Bulgaria: How to get Sofia back on track?

25 July 2013
Frankfurter Allgemeine Zeitung Frankfurt

Reconstitution of the painting "Liberty Leading the People," during a demonstration against the government in Sofia on July 13
Reconstitution of the painting "Liberty Leading the People," during a demonstration against the government in Sofia on July 13

The former members of the communist nomenklatura and secret services have hijacked a large part of the Bulgarian institutions. The EU knows it, but has not yet found the means to persuade them to respect the rule of law.

Last week about a thousand people held demonstrations outside the German Embassy in Sofia. The rally continued the peaceful spirit that had marked the daily protests against the Bulgarian government – until the violent escalation on its 40th day on the night of [July] 24: As a thank you to the German Ambassador, the demonstrators recreated the Fall of the Wall of 1989. Together with the French Ambassador, the ambassador had published an article in one of Bulgaria’s largest newspapers, in which both diplomats openly expressed their sympathy with the protesters, who gathered in their thousands every evening in Sofia and denounced the government as a “Mafia”.

The central message of this “unusual and outrageous act”– in the words of the outraged Bulgarian government – is: “Membership in the European Union is a decision meant to civilise a state. The oligarchic model is not compatible with that, neither in Bulgaria nor elsewhere.”

As a plain statement, that is true; as a description of the current situation, it would be false. In the 23 years since the end of the Communist dictatorship in Bulgaria, cliques stemming predominantly from the old Communist nomenklatura and intelligence services have hijacked large parts of the State's institutions in order to pursue their businesses interests in a wide gray area where politics, business and organised crime overlap. The individual groups within this milieu are enemies, and sometimes deadly ones, but together they form a fairly closed circle – an “oligarchic model”.

Dealing with Bulgaria

How should the EU deal with a member like Bulgaria? Bulgaria is not the example of what an EU member state should be, but at the same time, it violates no EU treaties and no fundamental rights. The reign of the oligarchs is exercised informally, behind the scenes, in an environment that, on the surface, conforms with the laws. That is why the legal instruments that the Union may use to act against violations make very little headway. Outwardly, Bulgaria does meet the requirements of a democracy.

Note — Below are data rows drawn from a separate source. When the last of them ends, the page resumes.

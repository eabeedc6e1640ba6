use serde::{Deserialize, Serialize};
use serde_json::Value;

use crate::error::CoreError;

#[derive(Debug, Clone, Copy, PartialEq, Eq, Serialize, Deserialize)]
#[serde(rename_all = "lowercase")]
pub enum Status {
    Ok,
    Error,
}

/// Action-level error taxonomy.
#[derive(Debug, Clone, Copy, PartialEq, Eq, Hash, Serialize, Deserialize)]
#[serde(rename_all = "SCREAMING_SNAKE_CASE")]
pub enum ErrorCode {
    ParseError,
    UnknownHandler,
    ExecTimeout,
    ExecFailure,
    CacheWriteFailed,
    IndexWriteFailed,
    ReplayMissingEntry,
    InternalFault,
    GuardrailBlocked,
    PlanLimitExceeded,
}

impl ErrorCode {
    pub fn as_str(&self) -> &'static str {
        match self {
            ErrorCode::ParseError => "PARSE_ERROR",
            ErrorCode::UnknownHandler => "UNKNOWN_HANDLER",
            ErrorCode::ExecTimeout => "EXEC_TIMEOUT",
            ErrorCode::ExecFailure => "EXEC_FAILURE",
            ErrorCode::CacheWriteFailed => "CACHE_WRITE_FAILED",
            ErrorCode::IndexWriteFailed => "INDEX_WRITE_FAILED",
            ErrorCode::ReplayMissingEntry => "REPLAY_MISSING_ENTRY",
            ErrorCode::InternalFault => "INTERNAL_FAULT",
            ErrorCode::GuardrailBlocked => "GUARDRAIL_BLOCKED",
            ErrorCode::PlanLimitExceeded => "PLAN_LIMIT_EXCEEDED",
        }
    }

    /// Warning line for codes that degrade a result without failing it.
    pub fn warning(&self, message: impl std::fmt::Display) -> String {
        format!("{}: {message}", self.as_str())
    }
}

impl std::fmt::Display for ErrorCode {
    fn fmt(&self, f: &mut std::fmt::Formatter<'_>) -> std::fmt::Result {
        f.write_str(self.as_str())
    }
}

#[derive(Debug, Clone, PartialEq, Serialize, Deserialize)]
pub struct ErrorInfo {
    pub code: ErrorCode,
    pub message: String,
}

/// The `result` emitted for every non-`result` action.
#[derive(Debug, Clone, PartialEq, Serialize, Deserialize)]
pub struct ActionResult {
    #[serde(rename = "for")]
    pub for_id: String,
    pub status: Status,
    #[serde(default, skip_serializing_if = "Option::is_none")]
    pub data: Option<Value>,
    #[serde(default, skip_serializing_if = "Option::is_none")]
    pub error: Option<ErrorInfo>,
    #[serde(default)]
    pub cache_key: String,
    #[serde(default)]
    pub cache_hit: bool,
    #[serde(default)]
    pub warnings: Vec<String>,
}

impl ActionResult {
    pub fn ok(for_id: impl Into<String>, data: Value) -> Self {
        Self {
            for_id: for_id.into(),
            status: Status::Ok,
            data: Some(data),
            error: None,
            cache_key: String::new(),
            cache_hit: false,
            warnings: Vec::new(),
        }
    }

    pub fn error(for_id: impl Into<String>, code: ErrorCode, message: impl Into<String>) -> Self {
        Self {
            for_id: for_id.into(),
            status: Status::Error,
            data: None,
            error: Some(ErrorInfo {
                code,
                message: message.into(),
            }),
            cache_key: String::new(),
            cache_hit: false,
            warnings: Vec::new(),
        }
    }

    pub fn with_key(mut self, key: impl Into<String>) -> Self {
        self.cache_key = key.into();
        self
    }

    pub fn with_warning(mut self, warning: impl Into<String>) -> Self {
        self.warnings.push(warning.into());
        self
    }

    pub fn is_ok(&self) -> bool {
        self.status == Status::Ok
    }

    pub fn error_code(&self) -> Option<ErrorCode> {
        self.error.as_ref().map(|e| e.code)
    }

    /// The same outcome re-addressed to another action and flagged as a hit.
    pub fn replayed_for(&self, for_id: &str) -> Self {
        let mut replayed = self.clone();
        replayed.for_id = for_id.to_string();
        replayed.cache_hit = true;
        replayed
    }

    /// Body JSON of the result fence: every field except `for`, which the
    /// header carries.
    pub fn payload_json(&self) -> Result<String, CoreError> {
        let mut value = serde_json::to_value(self)?;
        if let Value::Object(map) = &mut value {
            map.remove("for");
        }
        Ok(serde_json::to_string(&value)?)
    }

    /// Render as a fence:
    ///
    /// ````text
    /// ```result#r1 for="r1"
    /// {"status":"ok",...}
    /// ```
    /// ````
    pub fn to_fence(&self) -> Result<String, CoreError> {
        Ok(format!(
            "```result#{id} for=\"{id}\"\n{}\n```\n",
            self.payload_json()?,
            id = self.for_id
        ))
    }

    /// Rebuild a result from a fence payload and the `for` attribute.
    pub fn from_payload(for_id: &str, payload: &Value) -> Result<Self, CoreError> {
        let mut value = payload.clone();
        match &mut value {
            Value::Object(map) => {
                map.insert("for".into(), Value::String(for_id.to_string()));
            }
            _ => {
                return Err(CoreError::Parse {
                    line: 0,
                    message: "result payload is not a JSON object".into(),
                })
            }
        }
        Ok(serde_json::from_value(value)?)
    }
}
use prime_core::model::{ActionSpec, ErrorCode, SetSpec, WriteMode};
use prime_query::MemoryKind;
use serde_json::json;
use tokio::io::AsyncWriteExt;
use tracing::info;

use super::{set_content, HandlerContext, Invocation, Outcome};
use crate::error::ExecError;
use crate::registry::{HandlerRegistry, RegistryFile};

pub const DEFAULT_CATEGORY: &str = "notes";

fn set_spec(inv: &Invocation) -> Result<&SetSpec, ExecError> {
    match &inv.action.spec {
        ActionSpec::Set(spec) => Ok(spec),
        _ => Err(ExecError::Rejected("not a set action".into())),
    }
}

fn memory_kind(path: &str) -> Result<MemoryKind, ExecError> {
    let name = path.trim_start_matches("memory://");
    MemoryKind::parse(name).ok_or_else(|| ExecError::NotFound(format!("no memory named {name:?}")))
}

fn verification_failed(target: &str) -> String {
    ErrorCode::ExecFailure.warning(format!("verification failed: {target} does not hold the written content"))
}

pub(super) async fn write_file(ctx: &HandlerContext, inv: &Invocation) -> Result<Outcome, ExecError> {
    let spec = set_spec(inv)?;
    let path = ctx.resolve(&spec.path);
    if path.is_dir() {
        return Err(ExecError::Rejected(format!("{} is a directory", spec.path)));
    }
    let content = set_content(inv.action.header.body());
    if let Some(parent) = path.parent() {
        tokio::fs::create_dir_all(parent).await?;
    }
    match spec.mode {
        WriteMode::Write => tokio::fs::write(&path, &content).await?,
        WriteMode::Append => {
            let mut file = tokio::fs::OpenOptions::new()
                .create(true)
                .append(true)
                .open(&path)
                .await?;
            file.write_all(content.as_bytes()).await?;
            file.flush().await?;
        }
    }

    let mut outcome = Outcome::new(json!({
        "path": spec.path,
        "mode": spec.mode,
        "bytes": content.len(),
    }));
    if inv.verify {
        let written = tokio::fs::read(&path).await?;
        let holds = match spec.mode {
            WriteMode::Write => written == content.as_bytes(),
            WriteMode::Append => written.ends_with(content.as_bytes()),
        };
        if !holds {
            outcome = outcome.warn(verification_failed(&spec.path));
        }
    }
    Ok(outcome)
}

/// Memory writes go straight to the note store, never through a shell.
pub(super) fn write_memory(ctx: &HandlerContext, inv: &Invocation) -> Result<Outcome, ExecError> {
    let spec = set_spec(inv)?;
    let kind = memory_kind(&spec.path)?;
    let category = spec.category.as_deref().unwrap_or(DEFAULT_CATEGORY);
    let write = ctx.memory.add(kind, category, inv.action.header.body())?;
    let note_id = write.note.as_ref().map(|n| n.note_id());

    let mut outcome = Outcome::new(json!({
        "path": spec.path,
        "category": category,
        "note_id": note_id,
    }));
    if let Some(warning) = write.warning {
        outcome = outcome.warn(warning);
    }
    if inv.verify {
        let stored = ctx
            .memory
            .document(kind)?
            .notes()
            .any(|n| Some(n.note_id()) == note_id);
        if !stored {
            outcome = outcome.warn(verification_failed(&spec.path));
        }
    }
    Ok(outcome)
}

/// Replace `handlers.json`. The body must parse as a registry before
/// anything is written.
pub(super) fn write_registry(ctx: &HandlerContext, inv: &Invocation) -> Result<Outcome, ExecError> {
    let spec = set_spec(inv)?;
    let file: RegistryFile = serde_json::from_str(inv.action.header.body())
        .map_err(|e| ExecError::Rejected(format!("not a valid handler registry: {e}")))?;
    let registry = HandlerRegistry::new(file);
    registry.save(&ctx.layout)?;
    info!(disabled = registry.file().disabled.len(), "Handler registry replaced");

    let mut outcome = Outcome::new(json!({
        "path": spec.path,
        "disabled": registry.file().disabled,
        "aliases": registry.file().aliases,
    }));
    if inv.verify && HandlerRegistry::load(&ctx.layout)? != registry {
        outcome = outcome.warn(verification_failed(&spec.path));
    }
    Ok(outcome)
}

pub(super) fn clear_memory(ctx: &HandlerContext) -> Result<Outcome, ExecError> {
    let write = ctx.memory.clear_short_term()?;
    let mut outcome = Outcome::new(json!({
        "path": MemoryKind::ShortTerm.locator(),
        "cleared": true,
    }));
    if let Some(warning) = write.warning {
        outcome = outcome.warn(warning);
    }
    Ok(outcome)
}
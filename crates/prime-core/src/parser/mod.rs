//! Fence parser and validator.
//!
//! Turns a reply into an ordered list of actions. Parsing is pure: no I/O,
//! and a bad fence yields a [`ParseIssue`] in its slot instead of aborting
//! the batch.

mod header;
mod scan;
mod validate;

use std::collections::BTreeMap;

use tracing::{debug, warn};

use crate::config::PrimeConfig;
use crate::model::{Action, ActionId, ActionSpec, Attrs, FenceHeader, RunSpec, Verb};

pub use header::parse_duration;

/// A fence that could not be turned into an action.
#[derive(Debug, Clone, PartialEq)]
pub struct ParseIssue {
    /// 1-based line of the opening delimiter.
    pub line: usize,
    /// The fence id, when it could be read.
    pub id: Option<ActionId>,
    pub verb: Option<Verb>,
    pub message: String,
    pub raw: String,
}

impl ParseIssue {
    /// Id the error result is addressed to: the fence id, or `L<line>`.
    pub fn result_id(&self) -> String {
        self.id
            .as_ref()
            .map(|id| id.to_string())
            .unwrap_or_else(|| format!("L{}", self.line))
    }

    /// Malformed `result` fences get no result of their own.
    pub fn is_result_fence(&self) -> bool {
        self.verb == Some(Verb::Result)
    }
}

impl std::fmt::Display for ParseIssue {
    fn fmt(&self, f: &mut std::fmt::Formatter<'_>) -> std::fmt::Result {
        write!(f, "line {}: {}", self.line, self.message)
    }
}

pub type Parsed = Result<Action, ParseIssue>;

#[derive(Debug, Clone)]
pub struct FenceParser {
    aliases: BTreeMap<String, Verb>,
}

impl Default for FenceParser {
    fn default() -> Self {
        Self::with_aliases(&PrimeConfig::default().verb_aliases())
    }
}

impl FenceParser {
    /// Parser resolving `alias -> verb` pairs. Pairs naming an unknown verb
    /// are dropped.
    pub fn with_aliases(aliases: &BTreeMap<String, String>) -> Self {
        let aliases = aliases
            .iter()
            .filter_map(|(alias, target)| match Verb::from_token(target) {
                Some(verb) => Some((alias.clone(), verb)),
                None => {
                    warn!(alias = %alias, target = %target, "Ignoring alias to unknown verb");
                    None
                }
            })
            .collect();
        Self { aliases }
    }

    pub fn resolve_verb(&self, token: &str) -> Option<Verb> {
        Verb::from_token(token).or_else(|| self.aliases.get(token).copied())
    }

    /// Parse a reply into actions in textual order.
    ///
    /// With no action fences at all, single-backtick spans in prose become
    /// implicit `run` actions (`lang="sh"`, ids `i1`, `i2`, ...).
    pub fn parse(&self, text: &str) -> Vec<Parsed> {
        let scanned = scan::scan(text);
        if scanned.fences.is_empty() {
            let implicit = implicit_runs(&scanned.prose);
            if !implicit.is_empty() {
                debug!(count = implicit.len(), "No fences, using inline spans");
            }
            return implicit.into_iter().map(Ok).collect();
        }

        let mut validator = validate::Validator::new(self);
        let parsed: Vec<Parsed> = scanned
            .fences
            .iter()
            .map(|fence| validator.validate(fence))
            .collect();
        debug!(
            fences = parsed.len(),
            issues = parsed.iter().filter(|p| p.is_err()).count(),
            "Parsed reply"
        );
        parsed
    }
}

/// Parse with the built-in aliases only.
pub fn parse(text: &str) -> Vec<Parsed> {
    FenceParser::default().parse(text)
}

fn implicit_runs(prose: &[(usize, &str)]) -> Vec<Action> {
    let mut actions = Vec::new();
    for (line, text) in prose {
        for span in scan::inline_spans(text) {
            let Ok(id) = ActionId::parse(format!("i{}", actions.len() + 1)) else {
                continue;
            };
            let mut attrs = Attrs::new();
            attrs.insert("lang", "sh");
            actions.push(Action {
                header: FenceHeader {
                    id,
                    attrs,
                    body: Some(span.to_string()),
                    line: *line,
                    raw: format!("`{span}`"),
                    timeout: None,
                },
                spec: ActionSpec::Run(RunSpec {
                    lang: "sh".into(),
                    args: None,
                    cwd: None,
                }),
            });
        }
    }
    actions
}
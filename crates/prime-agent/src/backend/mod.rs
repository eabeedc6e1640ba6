//! The LLM collaborator: anything that turns an assembled prompt into a
//! reply.

mod command;
mod scripted;

use async_trait::async_trait;

pub use command::CommandBackend;
pub use scripted::ScriptedBackend;

use crate::error::AgentError;

#[async_trait]
pub trait LlmBackend: Send + Sync {
    /// Short backend identifier recorded in `env.json` and the session id.
    fn name(&self) -> &str;

    fn model(&self) -> &str;

    /// One reply to `prompt`. An unreachable backend is an error; an empty
    /// reply is returned as is.
    async fn complete(&self, prompt: &str) -> Result<String, AgentError>;
}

You cannot even say that it is merely a facade. Election results are open, Parliament holds debates, the judiciary is not controlled by the politicians, the media criticise the government, and there is a civil society that is not trampled over by the state. It’s only that it is nearly impossible at times to distinguish between the normal signs of a democratic community and the pathological symptoms of a corruption that has penetrated deeply into all the political forces and throughout the state itself.

The major parties in Bulgaria are committed to democracy and to everything else that does not cause a stir in Europe. Socialist leader Sergei Stanishev, for example, is Chairman of the European Social Democrats and in this role is a master of saying the right thing. He rarely gives himself away as he did in mid-June, when two weeks after the inauguration of the government headed by his party, he tried to appoint a dodgy media magnate and deputy head of the secret service, which was what sparked the protests.

Democratic reversal

The essence of the Bulgarian malaise was known in the EU before the country joined in 2007, and that was why it, like Romania, was put under special watch. In the end, though, the decision to admit both countries came down to political considerations – and the hope that EU membership would speed up democratisation. The opposite happened: once admission was a sure thing, interested parties began to work towards rolling back reforms that had been initiated in the justice system; there also began a race among the various shadowy economic groupings for control of the institutions that would be responsible for managing EU funds.

As long they make no gross blunders, the EU is fairly powerless – as is also shown in the Romania of today. There, the government of Prime Minister Victor Ponta, trying last year to put curbs on a self-confident judiciary investigating cases of corruption, launched a kind of cold coup d’etat. The laws it breached it doing so, were so flagrant that they gave the European Commission the opportunity to step in.

Ponta suffered a defeat, from which he has learned that he must proceed much more gingerly than he did last summer with a constitutional reform that should lead to the same destination, but offer no legal targets to Brussels. The possibilities for putting him under pressure politically are limited. Ponta, a tried and tested democrat, can plead the fact that he has won an election – and as the head of a EU country he will be called on to vote in many EU resolutions.

That makes it all the more important that the Commission and the other member states clearly indicate that they know very well what is really going on – and that, just as they do in Bulgaria, they take advantage of opportunities that fall their way to make difficulties for the oligarchic criminal complex.